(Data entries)
────────────────
//! Short-Code Generator
//!
//! A candidate is the base-62 rendering of a SHA-256 digest over
//! `owner:timestamp:content` (plus a random salt on retries), truncated to
//! the policy length. Candidates are checked against the link index before
//! being returned. The check is read-then-write; the unique `short_code`
//! constraint on insert is what actually guarantees uniqueness.

mod base62;

use std::sync::Arc;

use async_trait::async_trait;
use chrono::Utc;
use sha2::{Digest, Sha256};
use tracing::{debug, warn};

use crate::config::ShortCodeConfig;
use crate::errors::Result;
use crate::storage::SeaOrmStorage;

pub use base62::{BASE62_ALPHABET, encode_base62, is_base62, truncate_base62};

/// 短码是否已被占用
#[async_trait]
pub trait CodeRegistry: Send + Sync {
    async fn code_exists(&self, code: &str) -> Result<bool>;
}

#[async_trait]
impl CodeRegistry for SeaOrmStorage {
    async fn code_exists(&self, code: &str) -> Result<bool> {
        SeaOrmStorage::code_exists(self, code).await
    }
}

/// 长度与重试策略
#[derive(Debug, Clone, Copy, PartialEq, Eq)]
pub struct ShortCodePolicy {
    pub initial_length: usize,
    pub grow_after: u32,
    pub max_attempts: u32,
    pub fallback_length: usize,
}

impl Default for ShortCodePolicy {
    fn default() -> Self {
        Self::from(&ShortCodeConfig::default())
    }
}

impl From<&ShortCodeConfig> for ShortCodePolicy {
    fn from(config: &ShortCodeConfig) -> Self {
        Self {
            initial_length: config.initial_length.clamp(1, 21),
            grow_after: config.grow_after.max(1),
            max_attempts: config.max_attempts,
            fallback_length: config.fallback_length.clamp(1, 21),
        }
    }
}

impl ShortCodePolicy {
    /// 已失败 `failed` 次时下一个候选的长度
    pub fn length_for_attempt(&self, failed: u32) -> usize {
        (self.initial_length + (failed / self.grow_after) as usize).min(21)
    }
}

#[derive(Clone)]
pub struct ShortCodeGenerator {
    registry: Arc<dyn CodeRegistry>,
    policy: ShortCodePolicy,
}

impl ShortCodeGenerator {
    pub fn new(registry: Arc<dyn CodeRegistry>, policy: ShortCodePolicy) -> Self {
        Self { registry, policy }
    }

    pub fn policy(&self) -> &ShortCodePolicy {
        &self.policy
    }

    /// 生成一个在检查时尚未被占用的短码
    ///
    /// 失败 `max_attempts` 次后返回兜底短码，不再检查占用。
    pub async fn generate(&self, owner_id: &str, content: &str) -> Result<String> {
        let mut failed = 0;
        while failed < self.policy.max_attempts {
            let salt = (failed > 0).then(rand::random::<u64>);
            let length = self.policy.length_for_attempt(failed);
            let code = candidate(owner_id, content, salt, length);

            if !self.registry.code_exists(&code).await? {
                if failed > 0 {
                    debug!("Short code {} accepted after {} collisions", code, failed);
                }
                return Ok(code);
            }

            failed += 1;
            debug!(
                "Short code collision on {} (attempt {}/{})",
                code, failed, self.policy.max_attempts
            );
        }

        let code = fallback_code(owner_id, self.policy.fallback_length);
        warn!(
            "Short code generation exhausted {} attempts, using fallback {}",
            self.policy.max_attempts, code
        );
        Ok(code)
    }
}

fn candidate(owner_id: &str, content: &str, salt: Option<u64>, length: usize) -> String {
    let nanos = Utc::now().timestamp_nanos_opt().unwrap_or_default();
    let mut hasher = Sha256::new();
    hasher.update(owner_id.as_bytes());
    hasher.update(b":");
    hasher.update(nanos.to_be_bytes());
    hasher.update(b":");
    hasher.update(content.as_bytes());
    if let Some(salt) = salt {
        hasher.update(b":");
        hasher.update(salt.to_be_bytes());
    }
    truncate_base62(leading_u128(&hasher.finalize()), length)
}

fn fallback_code(owner_id: &str, length: usize) -> String {
    let mut hasher = Sha256::new();
    hasher.update(owner_id.as_bytes());
    hasher.update(uuid::Uuid::new_v4().as_bytes());
    hasher.update(rand::random::<u64>().to_be_bytes());
    truncate_base62(leading_u128(&hasher.finalize()), length)
}

fn leading_u128(digest: &[u8]) -> u128 {
    let mut buf = [0u8; 16];
    buf.copy_from_slice(&digest[..16]);
    u128::from_be_bytes(buf)
}

#[cfg(test)]
mod tests {
    use super::*;

    #[test]
    fn test_length_schedule_grows_every_five_failures() {
        let policy = ShortCodePolicy::default();
        let lengths: Vec<usize> = (0..10).map(|f| policy.length_for_attempt(f)).collect();
        assert_eq!(lengths, vec![7, 7, 7, 7, 7, 8, 8, 8, 8, 8]);
    }

    #[test]
    fn test_policy_from_config_sanitizes_zero_growth() {
        let config = ShortCodeConfig {
            grow_after: 0,
            ..Default::default()
        };
        let policy = ShortCodePolicy::from(&config);
        assert_eq!(policy.grow_after, 1);
        assert_eq!(policy.length_for_attempt(2), 9);
    }

    #[test]
    fn test_candidate_shape() {
        let code = candidate("u1", "hello", None, 7);
        assert_eq!(code.len(), 7);
        assert!(is_base62(&code));

        let salted = candidate("u1", "hello", Some(42), 8);
        assert_eq!(salted.len(), 8);
    }

    #[test]
    fn test_fallback_shape() {
        let a = fallback_code("u1", 10);
        let b = fallback_code("u1", 10);
        assert_eq!(a.len(), 10);
        assert!(is_base62(&a));
        assert_ne!(a, b);
    }
}
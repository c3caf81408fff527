//! Page controllers
//!
//! Headless counterparts of the console's entity pages. Every mutation passes the
//! authorization gate first; a denial is returned as `Err` and no request is sent.
//! Once past the gate, server failures surface as a `Rejected` outcome, never as `Err`.

use gatekeeper_core::{
    Action, CancelToken, EntityId, GatekeeperResult, Group, Module, Permission,
    Resource, Role, User,
};

use crate::assignment::{GroupRoleFlow, GroupUserFlow, RolePermissionFlow};
use crate::auth::AuthStore;
use crate::gate::Gate;
use crate::state::OperationOutcome;
use crate::store::{GroupStore, ModuleStore, ResourceStore, RoleStore, UserStore};

pub type UsersPage = ResourcePage<User>;
pub type GroupsPage = ResourcePage<Group>;
pub type RolesPage = ResourcePage<Role>;
pub type ModulesPage = ResourcePage<Module>;
pub type PermissionsPage = ResourcePage<Permission>;

pub struct ResourcePage<R: Resource> {
    store: ResourceStore<R>,
    auth: AuthStore,
}

impl<R: Resource> ResourcePage<R> {
    pub fn new(store: ResourceStore<R>, auth: AuthStore) -> Self {
        Self { store, auth }
    }

    pub fn store(&self) -> &ResourceStore<R> {
        &self.store
    }

    pub async fn mount(&self, token: &CancelToken) -> OperationOutcome<Vec<R>> {
        self.store.fetch_all(token).await
    }

    /// Whether the action button for `action` should be offered
    pub async fn can(&self, action: Action) -> bool {
        self.gate().await.allows_on::<R>(action)
    }

    pub async fn create(
        &self,
        draft: &R::Draft,
        token: &CancelToken,
    ) -> GatekeeperResult<OperationOutcome<R>> {
        self.gate().await.check_on::<R>(Action::Create)?;
        Ok(self.store.create(draft, token).await)
    }

    /// Gate, then let the resource veto the change against its loaded copy
    pub async fn update(&self, entity: &R, token: &CancelToken) -> GatekeeperResult<OperationOutcome<R>> {
        self.gate().await.check_on::<R>(Action::Update)?;
        let cached = self.store.find(entity.id()).await;
        entity.check_update(cached.as_ref())?;
        Ok(self.store.update(entity, token).await)
    }

    pub async fn delete(
        &self,
        id: EntityId,
        token: &CancelToken,
    ) -> GatekeeperResult<OperationOutcome<EntityId>> {
        self.gate().await.check_on::<R>(Action::Delete)?;
        Ok(self.store.delete(id, token).await)
    }

    async fn gate(&self) -> Gate {
        self.auth.gate().await
    }
}

impl ResourcePage<Group> {
    pub async fn manage_users(&self, group_id: EntityId, users: UserStore) -> GatekeeperResult<GroupUserFlow> {
        self.gate().await.check_assign::<Group, User>()?;
        Ok(GroupUserFlow::new(group_id, self.store.clone(), users))
    }
}

impl ResourcePage<Role> {
    pub async fn assign_to_groups(
        &self,
        role_id: EntityId,
        groups: GroupStore,
    ) -> GatekeeperResult<GroupRoleFlow> {
        self.gate().await.check_assign::<Role, Group>()?;
        Ok(GroupRoleFlow::new(role_id, groups))
    }
}

impl ResourcePage<Permission> {
    pub async fn assign_to_roles(
        &self,
        roles: RoleStore,
        modules: ModuleStore,
    ) -> GatekeeperResult<RolePermissionFlow> {
        self.gate().await.check_assign::<Permission, Permission>()?;
        Ok(RolePermissionFlow::new(roles, self.store.clone(), modules))
    }
}
//! Configuration management

use crate::error::{ErrorContext, GatekeeperError, GatekeeperResult};
use crate::logging::LoggingConfig;
use serde::{Deserialize, Serialize};
use std::path::{Path, PathBuf};

/// Default backend location, matching the console's development setup
pub const DEFAULT_BASE_URL: &str = "http://localhost:5000";

pub const ENV_API_URL: &str = "GATEKEEPER_API_URL";
pub const ENV_SESSION_DIR: &str = "GATEKEEPER_SESSION_DIR";
pub const ENV_LOG_LEVEL: &str = "GATEKEEPER_LOG_LEVEL";

/// Top-level configuration
#[derive(Debug, Clone, Default, PartialEq, Serialize, Deserialize)]
#[serde(default)]
pub struct GatekeeperConfig {
    pub api: ApiSettings,
    pub storage: StorageSettings,
    pub logging: LoggingConfig,
}

/// Where and how to reach the IAM backend
#[derive(Debug, Clone, PartialEq, Serialize, Deserialize)]
#[serde(default)]
pub struct ApiSettings {
    pub base_url: String,
    /// Per-request timeout; `None` leaves it to the transport and the network
    pub timeout_seconds: Option<u64>,
    pub user_agent: String,
}

/// Durable session storage location
#[derive(Debug, Clone, PartialEq, Serialize, Deserialize)]
#[serde(default)]
pub struct StorageSettings {
    pub session_dir: PathBuf,
}

impl Default for ApiSettings {
    fn default() -> Self {
        Self {
            base_url: DEFAULT_BASE_URL.to_string(),
            timeout_seconds: None,
            user_agent: format!("gatekeeper/{}", env!("CARGO_PKG_VERSION")),
        }
    }
}

impl Default for StorageSettings {
    fn default() -> Self {
        let base = dirs::data_local_dir()
            .or_else(dirs::home_dir)
            .unwrap_or_else(|| PathBuf::from("."));
        Self {
            session_dir: base.join("gatekeeper").join("session"),
        }
    }
}

impl GatekeeperConfig {
    /// Load configuration from a TOML file
    pub fn from_file<P: AsRef<Path>>(path: P) -> GatekeeperResult<Self> {
        let content = std::fs::read_to_string(path).map_err(|e| GatekeeperError::Config {
            message: format!("Failed to read config file: {}", e),
            source: Some(Box::new(e)),
            context: ErrorContext::new("config")
                .with_operation("read_file")
                .with_suggestion("Check if the config file exists and is readable"),
        })?;

        Self::from_toml_str(&content)
    }

    pub fn from_toml_str(content: &str) -> GatekeeperResult<Self> {
        toml::from_str(content).map_err(|e| GatekeeperError::Config {
            message: format!("Failed to parse config: {}", e),
            source: Some(Box::new(e)),
            context: ErrorContext::new("config")
                .with_operation("parse_toml")
                .with_suggestion("Check TOML syntax in config file"),
        })
    }

    /// Save configuration to a TOML file, creating parent directories
    pub fn save_to_file<P: AsRef<Path>>(&self, path: P) -> GatekeeperResult<()> {
        let path = path.as_ref();
        let content = toml::to_string_pretty(self).map_err(|e| GatekeeperError::Config {
            message: format!("Failed to serialize config: {}", e),
            source: Some(Box::new(e)),
            context: ErrorContext::new("config").with_operation("serialize_toml"),
        })?;

        if let Some(parent) = path.parent() {
            std::fs::create_dir_all(parent)?;
        }

        std::fs::write(path, content).map_err(|e| GatekeeperError::Config {
            message: format!("Failed to write config file: {}", e),
            source: Some(Box::new(e)),
            context: ErrorContext::new("config")
                .with_operation("write_file")
                .with_suggestion("Check if the directory exists and is writable"),
        })?;

        Ok(())
    }

    /// Apply `GATEKEEPER_*` environment overrides on top of the file values
    pub fn apply_env_overrides(&mut self) {
        self.apply_overrides(|key| std::env::var(key).ok());
    }

    pub(crate) fn apply_overrides<F>(&mut self, lookup: F)
    where
        F: Fn(&str) -> Option<String>,
    {
        if let Some(url) = lookup(ENV_API_URL).filter(|v| !v.is_empty()) {
            self.api.base_url = url;
        }
        if let Some(dir) = lookup(ENV_SESSION_DIR).filter(|v| !v.is_empty()) {
            self.storage.session_dir = PathBuf::from(dir);
        }
        if let Some(level) = lookup(ENV_LOG_LEVEL).filter(|v| !v.is_empty()) {
            self.logging.level = level;
        }
    }

    /// Validate configuration
    pub fn validate(&self) -> GatekeeperResult<()> {
        let url = url::Url::parse(&self.api.base_url).map_err(|e| GatekeeperError::Config {
            message: format!("Invalid api.base_url '{}': {}", self.api.base_url, e),
            source: Some(Box::new(e)),
            context: ErrorContext::new("config")
                .with_operation("validate")
                .with_suggestion("Use an absolute URL such as http://localhost:5000"),
        })?;

        if !matches!(url.scheme(), "http" | "https") {
            return Err(GatekeeperError::Config {
                message: format!("api.base_url must use http or https, got '{}'", url.scheme()),
                source: None,
                context: ErrorContext::new("config").with_operation("validate"),
            });
        }

        if self.api.timeout_seconds == Some(0) {
            return Err(GatekeeperError::Config {
                message: "api.timeout_seconds must be greater than 0 when set".to_string(),
                source: None,
                context: ErrorContext::new("config")
                    .with_operation("validate")
                    .with_suggestion("Remove the key to disable the timeout"),
            });
        }

        if self.storage.session_dir.as_os_str().is_empty() {
            return Err(GatekeeperError::Config {
                message: "storage.session_dir must not be empty".to_string(),
                source: None,
                context: ErrorContext::new("config").with_operation("validate"),
            });
        }

        Ok(())
    }
}

#[cfg(test)]
mod tests {
    use super::*;

    #[test]
    fn defaults_are_valid() {
        let config = GatekeeperConfig::default();
        assert_eq!(config.api.base_url, DEFAULT_BASE_URL);
        assert_eq!(config.api.timeout_seconds, None);
        assert!(config.validate().is_ok());
    }

    #[test]
    fn partial_file_keeps_defaults() {
        let config = GatekeeperConfig::from_toml_str(
            r#"
            [api]
            base_url = "https://iam.example.com"
            "#,
        )
        .expect("config parses");
        assert_eq!(config.api.base_url, "https://iam.example.com");
        assert_eq!(config.storage, StorageSettings::default());
    }

    #[test]
    fn rejects_bad_values() {
        let mut config = GatekeeperConfig::default();
        config.api.base_url = "ftp://iam.example.com".to_string();
        assert!(config.validate().is_err());

        let mut config = GatekeeperConfig::default();
        config.api.timeout_seconds = Some(0);
        assert!(config.validate().is_err());

        let mut config = GatekeeperConfig::default();
        config.api.base_url = "not a url".to_string();
        assert!(config.validate().is_err());
    }

    #[test]
    fn env_overrides_win() {
        let mut config = GatekeeperConfig::default();
        config.apply_overrides(|key| match key {
            ENV_API_URL => Some("http://10.0.0.5:5000".to_string()),
            ENV_SESSION_DIR => Some("/tmp/gk".to_string()),
            _ => None,
        });
        assert_eq!(config.api.base_url, "http://10.0.0.5:5000");
        assert_eq!(config.storage.session_dir, PathBuf::from("/tmp/gk"));
        assert_eq!(config.logging.level, LoggingConfig::default().level);
    }

    #[test]
    fn save_and_reload() {
        let dir = tempfile::tempdir().expect("tempdir");
        let path = dir.path().join("nested").join("config.toml");

        let mut config = GatekeeperConfig::default();
        config.api.timeout_seconds = Some(15);
        config.save_to_file(&path).expect("config saves");

        let loaded = GatekeeperConfig::from_file(&path).expect("config loads");
        assert_eq!(loaded, config);
    }
}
────────────────
> [TASK OBJECTIVE] Gather from the records above every line containing the string "GatekeeperResult".

> [RESPONSE TO THE EXERCISE]
    Action, CancelToken, EntityId, GatekeeperResult, Group, Module, Permission,
    ) -> GatekeeperResult<OperationOutcome<R>> {
    pub async fn update(&self, entity: &R, token: &CancelToken) -> GatekeeperResult<OperationOutcome<R>> {
    ) -> GatekeeperResult<OperationOutcome<EntityId>> {
    pub async fn manage_users(&self, group_id: EntityId, users: UserStore) -> GatekeeperResult<GroupUserFlow> {
    ) -> GatekeeperResult<GroupRoleFlow> {
    ) -> GatekeeperResult<RolePermissionFlow> {
use crate::error::{ErrorContext, GatekeeperError, GatekeeperResult};
    pub fn from_file<P: AsRef<Path>>(path: P) -> GatekeeperResult<Self> {
    pub fn from_toml_str(content: &str) -> GatekeeperResult<Self> {
    pub fn save_to_file<P: AsRef<Path>>(&self, path: P) -> GatekeeperResult<()> {
    pub fn validate(&self) -> GatekeeperResult<()> {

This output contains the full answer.